Siheng, siempre apoyando las decisiones de su esposa, habló:
—Tía, este método podría parecer sobre suerte, pero en esencia, es la voluntad de los cielos. La persona más merecedora de la vestimenta la recibirá. Así, todos lo aceptarán sin quejas.
Yun Yubai asintió de acuerdo. —Exactamente.
Viendo la aprobación de su hijo, Yun Jianchu accedió a regañadientes. —Está bien, pero no me culpen si gano.
Tierras Carmesí Nueve se emocionó de repente. —Entonces, ¿mi maestro y yo tenemos cada uno una oportunidad?
¡Esto significaba que tenían dos oportunidades de ganar!
Yun Jianchu, sin intención de dejar que Tierras Carmesí Nueve tuviera ventaja, se burló de él, —Eres solo un Duende Artesano. Ni siquiera eres humano.
—No te preocupes. Si la vestimenta no está destinada para cuarto hermano, entonces sin importar cuántas veces tiren, no ganarán —dijo Nanli mientras sacaba los dados.
Siheng despejó un espacio en el suelo con su energía espiritual.
Nanli fue primero. Dos dados rodaron y se detuvieron en siete.
Luego fue el turno de Siheng. Tiró un nueve.
Yun Jianchu, ansiosa por ir, lanzó sus dados. Cinco.
Se congeló en su lugar.
Por suerte, Yun Yubai vino a su rescate con dos cincos, haciendo un total de diez.

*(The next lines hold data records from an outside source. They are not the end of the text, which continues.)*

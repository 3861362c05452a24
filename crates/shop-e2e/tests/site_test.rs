// Site-wide scenarios: contact form, test cases page, subscription, scrolling
//
// Tests cover:
// - contact form with an uploaded file, success message, empty form after submit
// - header link to the test cases page
// - footer subscription from the home page and from the cart page
// - scroll up with the arrow button and with the keyboard

mod common;

use common::Harness;
use shop_e2e::data::expected::{
    CONTACT_SUCCESS_MESSAGE, GET_IN_TOUCH_TITLE, HEADER_CAROUSEL_TEXT, HOME_TITLE,
    SUBSCRIPTION_SUCCESS, SUBSCRIPTION_TITLE, TEST_CASES_HEADING, TEST_CASES_TITLE,
};
use shop_e2e::data::{Endpoint, generate_contact_message, generate_random_email};
use shop_e2e::wait::{self, DEFAULT_POLL_INTERVAL};
use std::io::Write;
use std::time::Duration;

#[tokio::test]
async fn test_contact_us_form() {
    let harness = Harness::start().await;

    let home = harness.case.home().await.expect("Failed to open home page");
    home.go_to_contact_us_form()
        .await
        .expect("Failed to open contact form");

    let contact = harness.case.contact_us_page().await;
    contact
        .verify_get_in_touch_text(GET_IN_TOUCH_TITLE)
        .await
        .expect("Contact title mismatch");
    contact
        .fill_contact_us_form(&generate_contact_message())
        .await
        .expect("Failed to fill contact form");

    let mut attachment = tempfile::Builder::new()
        .suffix(".txt")
        .tempfile()
        .expect("Failed to create attachment");
    writeln!(attachment, "Order 1042 arrived damaged").expect("Failed to write attachment");
    contact
        .upload_file(attachment.path())
        .await
        .expect("Failed to attach file");

    contact.click_submit_button().await.expect("Failed to submit");
    contact
        .verify_success_message(CONTACT_SUCCESS_MESSAGE)
        .await
        .expect("Success message missing");
    contact
        .verify_form_after_submit()
        .await
        .expect("Form not cleared after submit");
    contact
        .base()
        .verify_url(&Endpoint::ContactUs.path())
        .await
        .expect("Not on the contact page");

    contact.click_home_button().await.expect("Failed to go home");
    contact
        .base()
        .verify_url(&Endpoint::Home.path())
        .await
        .expect("Home button should lead home");

    harness.finish().await;
}

#[tokio::test]
async fn test_test_cases_page() {
    let harness = Harness::start().await;

    let home = harness.case.home().await.expect("Failed to open home page");
    home.base()
        .verify_title(HOME_TITLE)
        .await
        .expect("Home title mismatch");
    home.go_to_test_cases_page()
        .await
        .expect("Failed to open test cases");

    let test_cases = harness.case.test_cases_page().await;
    test_cases
        .verify_test_cases_text(TEST_CASES_HEADING)
        .await
        .expect("Test cases heading mismatch");
    test_cases
        .base()
        .verify_url(&Endpoint::TestCases.path())
        .await
        .expect("Not on the test cases page");
    test_cases
        .base()
        .verify_title(TEST_CASES_TITLE)
        .await
        .expect("Test cases title mismatch");

    harness.finish().await;
}

#[tokio::test]
async fn test_subscription_from_home_and_cart() {
    let harness = Harness::start().await;

    let home = harness.case.home().await.expect("Failed to open home page");
    home.scroll_to_footer().await.expect("Failed to scroll");
    home.verify_subscription_text(SUBSCRIPTION_TITLE)
        .await
        .expect("Subscription title mismatch");
    home.fill_subscription_form(&generate_random_email())
        .await
        .expect("Failed to fill email");
    home.click_subscribe_button()
        .await
        .expect("Failed to subscribe");
    home.verify_success_message(SUBSCRIPTION_SUCCESS)
        .await
        .expect("Subscription confirmation missing");

    // Same widget in the cart page footer
    home.go_to_cart_page().await.expect("Failed to open cart");
    home.scroll_to_footer().await.expect("Failed to scroll");
    home.verify_subscription_text(SUBSCRIPTION_TITLE)
        .await
        .expect("Subscription title mismatch on cart page");
    home.fill_subscription_form("jane.1700000000@example.com")
        .await
        .expect("Failed to fill email");
    home.click_subscribe_button()
        .await
        .expect("Failed to subscribe");
    home.verify_success_message(SUBSCRIPTION_SUCCESS)
        .await
        .expect("Subscription confirmation missing on cart page");

    harness.finish().await;
}

/// Polls the page scroll offset until it is back at the top.
async fn wait_for_top(home: &shop_e2e::pages::HomePage) -> bool {
    wait::poll_until(Duration::from_secs(5), DEFAULT_POLL_INTERVAL, || async {
        Ok(home.base().scroll_offset().await? < 1.0)
    })
    .await
    .expect("Failed to read scroll offset")
}

#[tokio::test]
async fn test_scroll_up_with_arrow_and_keyboard() {
    let harness = Harness::start().await;

    let home = harness.case.home().await.expect("Failed to open home page");

    // Arrow button
    home.scroll_to_footer().await.expect("Failed to scroll");
    home.verify_subscription_text(SUBSCRIPTION_TITLE)
        .await
        .expect("Subscription title mismatch");
    assert!(home.base().scroll_offset().await.expect("Failed to read offset") > 0.0);
    home.click_scroll_up_arrow_button()
        .await
        .expect("Failed to click scroll up arrow");
    assert!(wait_for_top(&home).await, "Arrow did not scroll to the top");
    home.verify_header_carousel_texts(HEADER_CAROUSEL_TEXT)
        .await
        .expect("Carousel texts mismatch");

    // Keyboard
    home.scroll_to_footer().await.expect("Failed to scroll");
    assert!(home.base().scroll_offset().await.expect("Failed to read offset") > 0.0);
    home.scroll_to_top_with_keyboard()
        .await
        .expect("Failed to press Home");
    assert!(wait_for_top(&home).await, "Home key did not scroll to the top");
    home.verify_header_carousel_texts(HEADER_CAROUSEL_TEXT)
        .await
        .expect("Carousel texts mismatch");

    harness.finish().await;
}
// Test data: value records, random generators and static expectations

pub mod endpoints;
pub mod expected;
pub mod generators;
pub mod records;

pub use endpoints::Endpoint;
pub use generators::{
    generate_comment, generate_contact_message, generate_password, generate_random_email,
    generate_random_payment, generate_random_user, generate_review,
};
pub use records::{
    AccountInfo, Address, BirthDate, CartLine, ContactMessage, Credentials, Payment, Review, User,
};
// Endpoints of the shop under test

use std::fmt;

/// A page of the shop, addressed relative to the base URL.
#[derive(Debug, Clone, Copy, PartialEq, Eq, Hash)]
pub enum Endpoint {
    Home,
    Login,
    Signup,
    Logout,
    Products,
    ProductDetails(u32),
    ViewCart,
    Checkout,
    Payment,
    ContactUs,
    TestCases,
    DeleteAccount,
}

impl Endpoint {
    /// Path of this endpoint, always starting with `/`.
    pub fn path(&self) -> String {
        match self {
            Endpoint::Home => "/".to_string(),
            Endpoint::Login => "/login".to_string(),
            Endpoint::Signup => "/signup".to_string(),
            Endpoint::Logout => "/logout".to_string(),
            Endpoint::Products => "/products".to_string(),
            Endpoint::ProductDetails(id) => format!("/product_details/{}", id),
            Endpoint::ViewCart => "/view_cart".to_string(),
            Endpoint::Checkout => "/checkout".to_string(),
            Endpoint::Payment => "/payment".to_string(),
            Endpoint::ContactUs => "/contact_us".to_string(),
            Endpoint::TestCases => "/test_cases".to_string(),
            Endpoint::DeleteAccount => "/delete_account".to_string(),
        }
    }

    /// Absolute URL of this endpoint under `base_url`.
    pub fn url(&self, base_url: &str) -> String {
        join_url(base_url, &self.path())
    }
}

impl fmt::Display for Endpoint {
    fn fmt(&self, f: &mut fmt::Formatter<'_>) -> fmt::Result {
        f.write_str(&self.path())
    }
}

/// Joins a base address and a path with exactly one `/` between them.
pub fn join_url(base_url: &str, path: &str) -> String {
    let base = base_url.trim_end_matches('/');
    if path.is_empty() {
        return format!("{}/", base);
    }
    if path.starts_with('/') {
        format!("{}{}", base, path)
    } else {
        format!("{}/{}", base, path)
    }
}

Tierras Carmesí Nueve tragó saliva, la ansiedad aumentaba mientras cerraba los ojos, murmurando una oración. Lanzó sus dados.
Todos miraban con suspense para ver si sus oraciones lo ayudarían.
Los dados se detuvieron.
Dos unos.
—¡Dos puntos!
Tierras Carmesí Nueve casi se desmayó.
—Maestro, yo… No pude ayudarte… Soy inútil… —Ni siquiera se atrevió a acercarse a Chu Yang, temeroso de pasarle su mala suerte.
Chu Yang suspiró, medio divertido. —No te preocupes, intentaré ahora.
Con una actitud tranquila, lanzó sus dados. Un ocho.
—Parece que no estoy tan mal —dijo con una ceja levantada.
Tierras Carmesí Nueve gimió. —Maestro, eres tan fácil de complacer.
Parecía que la vestimenta inmortal casi seguramente terminaría con Yun Yubai.
Solo quedaba Cinian. Él habló, —Yo no participaré. La vestimenta es demasiado elegante para mí, ni siquiera sabría cómo llevarla.
—Es una vestimenta inmortal. Se adaptará al corazón del portador —dijo Nanli—. Cinian, acordamos que todos aquí tienen una oportunidad. No rompas las reglas.
Cinian no tuvo otra elección más que tomar los dados.
Dado que Yun Yubai había sacado un diez, Cinian solo podía hacer el intento.
Lanzó los dados casualmente.
Dos seises.
—¡Doce!
El grupo quedó atónito.
Nanli se rió. —Cinian, parece que esta vestimenta inmortal está destinada para ti.
Cinian estaba pasmado. —Esto… ¿esto debe ser una broma, verdad?